Il 7 giugno 2004 alla Fondazione Baruchello a Roma, incontrai Alberto Grifi, filmmaker indipendente tra i più significativi del cinema sperimentale italiano. Ne è nata un’intervista, qui trascritta integralmente. Discutemmo Anna, un film autoprodotto nel ‘72/‘73 di cui aveva condiviso la regia con Massimo Sarchielli.

Grifi sfugge ad ogni classificazione: non lo si può ingabbiare all’interno di un genere o di una categoria. È pittore, paparazzo nella Roma della dolce vita, fotografo di aeroplani, documentarista d’industria, inventore di macchine e apparecchi cinematografici, sperimentatore di linguaggi e tecniche, teorico. Definire Grifi un regista è riduttivo, non solo per i molteplici interessi – le sperimentazioni in differenti ambiti, le conoscenze di linguaggi artistici o le invenzioni di marchingegni cinematografici – ma perché con la sua attenta e radicale critica al modello dell’industria cinematografica, e più in generale a quello capitalistico, è un punto di riferimento come artista e intellettuale ‘in organico’ della cultura ‘alta’, underground ed antagonista.

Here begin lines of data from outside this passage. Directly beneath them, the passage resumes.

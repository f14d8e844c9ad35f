//! Running a validated graph.
//!
//! The [`Executor`] owns the run-wide pieces: configuration, the event sink,
//! the cancellation token and the cleanup registry for scratch space. Each
//! call to [`Executor::run`] gets a fresh run id and its own directory under
//! the configured work root.

mod scheduler;
mod summary;

pub use summary::{RunSummary, StageCounts, UnmatchedItem};

use crate::cancellation::{CancellationToken, CleanupRegistry};
use crate::config::EngineConfig;
use crate::errors::StagewireError;
use crate::events::{EventSink, NoOpEventSink};
use crate::pipeline::Graph;
use scheduler::Scheduler;
use std::sync::Arc;
use tracing::{info, warn};
use uuid::Uuid;

/// Seconds allowed for removing a successful run's scratch directory.
const CLEANUP_TIMEOUT_SECS: f64 = 30.0;

/// Executes a [`Graph`] with bounded parallelism.
pub struct Executor {
    graph: Arc<Graph>,
    config: Arc<EngineConfig>,
    sink: Arc<dyn EventSink>,
    token: Arc<CancellationToken>,
    cleanup: CleanupRegistry,
}

impl std::fmt::Debug for Executor {
    fn fmt(&self, f: &mut std::fmt::Formatter<'_>) -> std::fmt::Result {
        f.debug_struct("Executor")
            .field("pipeline", &self.graph.name())
            .field("config", &self.config)
            .field("cancelled", &self.token.is_cancelled())
            .finish_non_exhaustive()
    }
}

impl Executor {
    /// Creates an executor that discards events.
    #[must_use]
    pub fn new(graph: impl Into<Arc<Graph>>, config: EngineConfig) -> Self {
        Self {
            graph: graph.into(),
            config: Arc::new(config),
            sink: Arc::new(NoOpEventSink),
            token: Arc::new(CancellationToken::new()),
            cleanup: CleanupRegistry::new(),
        }
    }

    /// Sets the event sink.
    #[must_use]
    pub fn with_event_sink(mut self, sink: Arc<dyn EventSink>) -> Self {
        self.sink = sink;
        self
    }

    /// Shares an existing cancellation token.
    #[must_use]
    pub fn with_cancellation_token(mut self, token: Arc<CancellationToken>) -> Self {
        self.token = token;
        self
    }

    /// The token that aborts this executor's runs.
    #[must_use]
    pub fn cancellation_token(&self) -> Arc<CancellationToken> {
        self.token.clone()
    }

    /// The graph being executed.
    #[must_use]
    pub fn graph(&self) -> &Graph {
        &self.graph
    }

    /// Runs the graph until every stream drains, a fail-fast instance fails,
    /// or the token is cancelled.
    ///
    /// Instance failures are reported in the summary, not as `Err`.
    ///
    /// # Errors
    ///
    /// `Io` if the run directory can't be created.
    pub async fn run(&self) -> Result<RunSummary, StagewireError> {
        let run_id = Uuid::now_v7();
        let run_dir = self.config.work_dir.join(run_id.to_string());
        tokio::fs::create_dir_all(&run_dir).await?;

        info!(
            %run_id,
            pipeline = %self.graph.name(),
            stages = self.graph.stage_count(),
            max_workers = self.config.max_workers,
            work_dir = %run_dir.display(),
            "Starting run"
        );

        let summary = Scheduler::new(
            self.graph.clone(),
            self.config.clone(),
            self.sink.clone(),
            self.token.clone(),
            run_id,
            run_dir.clone(),
        )
        .run()
        .await;

        if !self.config.retain_work && summary.is_success() {
            self.cleanup.register_dir(run_dir);
            for (name, error) in self.cleanup.run_all(CLEANUP_TIMEOUT_SECS).await {
                warn!(%run_id, cleanup = %name, %error, "Cleanup failed");
            }
        } else {
            self.cleanup.clear();
        }

        Ok(summary)
    }
}
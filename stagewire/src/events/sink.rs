//! Event sink trait and implementations.

use async_trait::async_trait;
use parking_lot::RwLock;
use serde_json::Value;
use tracing::{debug, info, Level};

/// Receiver of structured lifecycle events.
///
/// The executor calls [`EventSink::try_emit`] from its scheduling loop, so
/// implementations must not block and must never panic.
#[async_trait]
pub trait EventSink: Send + Sync {
    /// Emits an event asynchronously.
    async fn emit(&self, event_type: &str, data: Option<Value>);

    /// Emits an event without waiting. Errors are swallowed.
    fn try_emit(&self, event_type: &str, data: Option<Value>);
}

/// Discards every event.
#[derive(Debug, Clone, Copy, Default)]
pub struct NoOpEventSink;

#[async_trait]
impl EventSink for NoOpEventSink {
    async fn emit(&self, _event_type: &str, _data: Option<Value>) {}

    fn try_emit(&self, _event_type: &str, _data: Option<Value>) {}
}

/// Forwards events to `tracing`.
#[derive(Debug, Clone)]
pub struct LoggingEventSink {
    level: Level,
}

impl Default for LoggingEventSink {
    fn default() -> Self {
        Self { level: Level::INFO }
    }
}

impl LoggingEventSink {
    /// Logs at `level`; anything other than `DEBUG` logs at info.
    #[must_use]
    pub fn new(level: Level) -> Self {
        Self { level }
    }

    /// A debug-level sink.
    #[must_use]
    pub fn debug() -> Self {
        Self::new(Level::DEBUG)
    }

    fn log_event(&self, event_type: &str, data: Option<&Value>) {
        if self.level == Level::DEBUG {
            debug!(event_type, event_data = ?data, "Event: {event_type}");
        } else {
            info!(event_type, event_data = ?data, "Event: {event_type}");
        }
    }
}

#[async_trait]
impl EventSink for LoggingEventSink {
    async fn emit(&self, event_type: &str, data: Option<Value>) {
        self.log_event(event_type, data.as_ref());
    }

    fn try_emit(&self, event_type: &str, data: Option<Value>) {
        self.log_event(event_type, data.as_ref());
    }
}

/// Keeps every event in memory, in emission order.
#[derive(Debug, Default)]
pub struct CollectingEventSink {
    events: RwLock<Vec<(String, Option<Value>)>>,
}

impl CollectingEventSink {
    /// Creates an empty sink.
    #[must_use]
    pub fn new() -> Self {
        Self::default()
    }

    /// All events so far.
    #[must_use]
    pub fn events(&self) -> Vec<(String, Option<Value>)> {
        self.events.read().clone()
    }

    /// Event types only, in order.
    #[must_use]
    pub fn names(&self) -> Vec<String> {
        self.events.read().iter().map(|(t, _)| t.clone()).collect()
    }

    /// Events whose type starts with `type_prefix`.
    #[must_use]
    pub fn events_of_type(&self, type_prefix: &str) -> Vec<(String, Option<Value>)> {
        self.events
            .read()
            .iter()
            .filter(|(t, _)| t.starts_with(type_prefix))
            .cloned()
            .collect()
    }

    /// Number of events.
    #[must_use]
    pub fn len(&self) -> usize {
        self.events.read().len()
    }

    /// Returns true if nothing was emitted.
    #[must_use]
    pub fn is_empty(&self) -> bool {
        self.events.read().is_empty()
    }

    /// Forgets all events.
    pub fn clear(&self) {
        self.events.write().clear();
    }
}

#[async_trait]
impl EventSink for CollectingEventSink {
    async fn emit(&self, event_type: &str, data: Option<Value>) {
        self.try_emit(event_type, data);
    }

    fn try_emit(&self, event_type: &str, data: Option<Value>) {
        self.events.write().push((event_type.to_string(), data));
    }
}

È sufficiente ricordare Verifica incerta, film co-diretto con Gianfranco Baruchello nel 1964, una sorta di collage dissacratorio di film hollywoodiani degli anni Cinquanta (riconosciuto come antesignano del “Blob” di Enrico Ghezzi); il suo impegno su temi come la psichiatria e l’antipsichiatria in Il Manicomio, due film di cui il primo, Lia del ‘77, è un documento della contestazione al secondo congresso di antipsichiatria tenuto a Milano, l’altro dell’‘84 una panoramica dell’ospedale psichiatrico dell’Aquila con la partecipazione del direttore Arturo Conte. Michele alla ricerca della felicità, girato nel ‘78 per conto della Rai, ma trasmesso per la prima volta solo nel ‘93, affronta invece il tema della carcerazione. Con Transfert per Kamera verso Virulentia del 1966-67 Grifi è coinvolto, a fianco di Aldo Braibanti, in una ricerca di confine tra sperimentazione teatrale ed esperienze di autocoscienza del profondo, un atto psicodrammatico collettivo che Grifi filma con degli obiettivi truccati cercando di reinventare la storia dello sguardo e l’evoluzione biologica dell’occhio. L’opera precede Orgonauti, evviva! – un viaggio con carburante erogeno del 1968-70 in cui quegli effetti speciali, portati all’estremo, propongono un viaggio nell’inconscio biologico della visione, in un gioco dialettico che contrappone evoluzionismo reazionario e rivoluzione; Il festival del proletariato giovanile a Parco Lambro del ‘76 rispecchia invece il costante impegno a fianco del movimento.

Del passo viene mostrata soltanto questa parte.